### Activity
From the records below, return every line containing the word "rank".

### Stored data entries
*****
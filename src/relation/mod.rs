//! Related-tag aggregation

mod aggregator;
mod content;
mod rank;
mod record;


pub use aggregator::{
    merge_counters, RelationAggregator, RelationError, RelationResult, DEFAULT_MAX_RETRIES,
};
pub use content::{ContentItem, TaggedContent};
pub use rank::{build_record, rank, RankedRelation, DEFAULT_MAX_RELATED};
pub use record::{Delta, TagRelationRecord};
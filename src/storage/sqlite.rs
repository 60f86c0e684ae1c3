//! SQLite storage backend for related-tag records

use super::traits::{Expected, OpenStore, RelationStore, StorageResult, Versioned, WriteOutcome};
use crate::relation::TagRelationRecord;
use rusqlite::{params, Connection, OptionalExtension, Transaction, TransactionBehavior};
use std::path::Path;
use std::sync::Mutex;
use std::time::Duration;

const BUSY_TIMEOUT: Duration = Duration::from_secs(5);

/// SQLite-backed related-tag store
///
/// One row per tag in `related_tags`. The counter map is stored as JSON.
/// Version stamps come from the single-row `version_clock` table so they
/// are unique across the whole database, including deleted records.
/// Thread-safe via internal mutex on the connection; conditional writes
/// run inside an IMMEDIATE transaction so other processes sharing the file
/// cannot interleave between the version check and the write.
pub struct SqliteStore {
    conn: Mutex<Connection>,
}

impl SqliteStore {
    /// Initialize the database schema
    fn init_schema(conn: &Connection) -> StorageResult<()> {
        conn.execute_batch(
            r#"
            CREATE TABLE IF NOT EXISTS related_tags (
                id TEXT PRIMARY KEY,
                counters_json TEXT NOT NULL,
                count INTEGER NOT NULL,
                rendered TEXT NOT NULL,
                version INTEGER NOT NULL
            );

            CREATE TABLE IF NOT EXISTS version_clock (
                id INTEGER PRIMARY KEY CHECK (id = 0),
                value INTEGER NOT NULL
            );
            INSERT OR IGNORE INTO version_clock (id, value) VALUES (0, 0);

            -- Enable WAL mode for concurrent reads during writes
            PRAGMA journal_mode = WAL;
            "#,
        )?;

        Ok(())
    }

    fn from_connection(conn: Connection) -> StorageResult<Self> {
        // Wait out writers in other processes sharing the file
        conn.busy_timeout(BUSY_TIMEOUT)?;
        Self::init_schema(&conn)?;
        Ok(Self {
            conn: Mutex::new(conn),
        })
    }

    /// Advance the store-wide clock and return the new stamp
    fn next_version(tx: &Transaction<'_>) -> StorageResult<u64> {
        let value: i64 = tx.query_row(
            "UPDATE version_clock SET value = value + 1 WHERE id = 0 RETURNING value",
            [],
            |row| row.get(0),
        )?;
        Ok(value as u64)
    }

    fn current_version(tx: &Transaction<'_>, tag: &str) -> StorageResult<Option<u64>> {
        let version: Option<i64> = tx
            .query_row(
                "SELECT version FROM related_tags WHERE id = ?1",
                params![tag],
                |row| row.get(0),
            )
            .optional()?;
        Ok(version.map(|v| v as u64))
    }

    /// Deserialize a record from database columns
    fn row_to_record(
        id: String,
        counters_json: String,
        count: i64,
        rendered: String,
    ) -> StorageResult<TagRelationRecord> {
        Ok(TagRelationRecord {
            id,
            counters: serde_json::from_str(&counters_json)?,
            count: count as usize,
            rendered,
        })
    }
}

impl OpenStore for SqliteStore {
    fn open(path: impl AsRef<Path>) -> StorageResult<Self> {
        // Ensure parent directory exists
        if let Some(parent) = path.as_ref().parent() {
            std::fs::create_dir_all(parent)?;
        }

        Self::from_connection(Connection::open(path)?)
    }

    fn open_in_memory() -> StorageResult<Self> {
        Self::from_connection(Connection::open_in_memory()?)
    }
}

impl RelationStore for SqliteStore {
    fn find_one(&self, tag: &str) -> StorageResult<Option<Versioned>> {
        let conn = self.conn.lock().unwrap();

        let row: Option<(String, String, i64, String, i64)> = conn
            .query_row(
                "SELECT id, counters_json, count, rendered, version
                 FROM related_tags WHERE id = ?1",
                params![tag],
                |row| Ok((row.get(0)?, row.get(1)?, row.get(2)?, row.get(3)?, row.get(4)?)),
            )
            .optional()?;

        match row {
            Some((id, counters, count, rendered, version)) => Ok(Some(Versioned {
                record: Self::row_to_record(id, counters, count, rendered)?,
                version: version as u64,
            })),
            None => Ok(None),
        }
    }

    fn save_if(&self, record: &TagRelationRecord, expected: Expected) -> StorageResult<WriteOutcome> {
        let counters_json = serde_json::to_string(&record.counters)?;

        let mut conn = self.conn.lock().unwrap();
        let tx = conn.transaction_with_behavior(TransactionBehavior::Immediate)?;

        if !expected.matches(Self::current_version(&tx, &record.id)?) {
            return Ok(WriteOutcome::Conflict);
        }

        let version = Self::next_version(&tx)?;
        tx.execute(
            r#"
            INSERT INTO related_tags (id, counters_json, count, rendered, version)
            VALUES (?1, ?2, ?3, ?4, ?5)
            ON CONFLICT(id) DO UPDATE SET
                counters_json = excluded.counters_json,
                count = excluded.count,
                rendered = excluded.rendered,
                version = excluded.version
            "#,
            params![
                record.id,
                counters_json,
                record.count as i64,
                record.rendered,
                version as i64,
            ],
        )?;
        tx.commit()?;

        Ok(WriteOutcome::Applied)
    }

    fn remove_if(&self, tag: &str, expected: Expected) -> StorageResult<WriteOutcome> {
        let mut conn = self.conn.lock().unwrap();
        let tx = conn.transaction_with_behavior(TransactionBehavior::Immediate)?;

        if !expected.matches(Self::current_version(&tx, tag)?) {
            return Ok(WriteOutcome::Conflict);
        }

        tx.execute("DELETE FROM related_tags WHERE id = ?1", params![tag])?;
        tx.commit()?;

        Ok(WriteOutcome::Applied)
    }

    fn list_tags(&self) -> StorageResult<Vec<String>> {
        let conn = self.conn.lock().unwrap();
        let mut stmt = conn.prepare("SELECT id FROM related_tags ORDER BY id")?;
        let ids = stmt
            .query_map([], |row| row.get::<_, String>(0))?
            .collect::<Result<Vec<_>, _>>()?;
        Ok(ids)
    }
}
*****
### Problem solution
mod rank;
pub use rank::{build_record, rank, RankedRelation, DEFAULT_MAX_RELATED};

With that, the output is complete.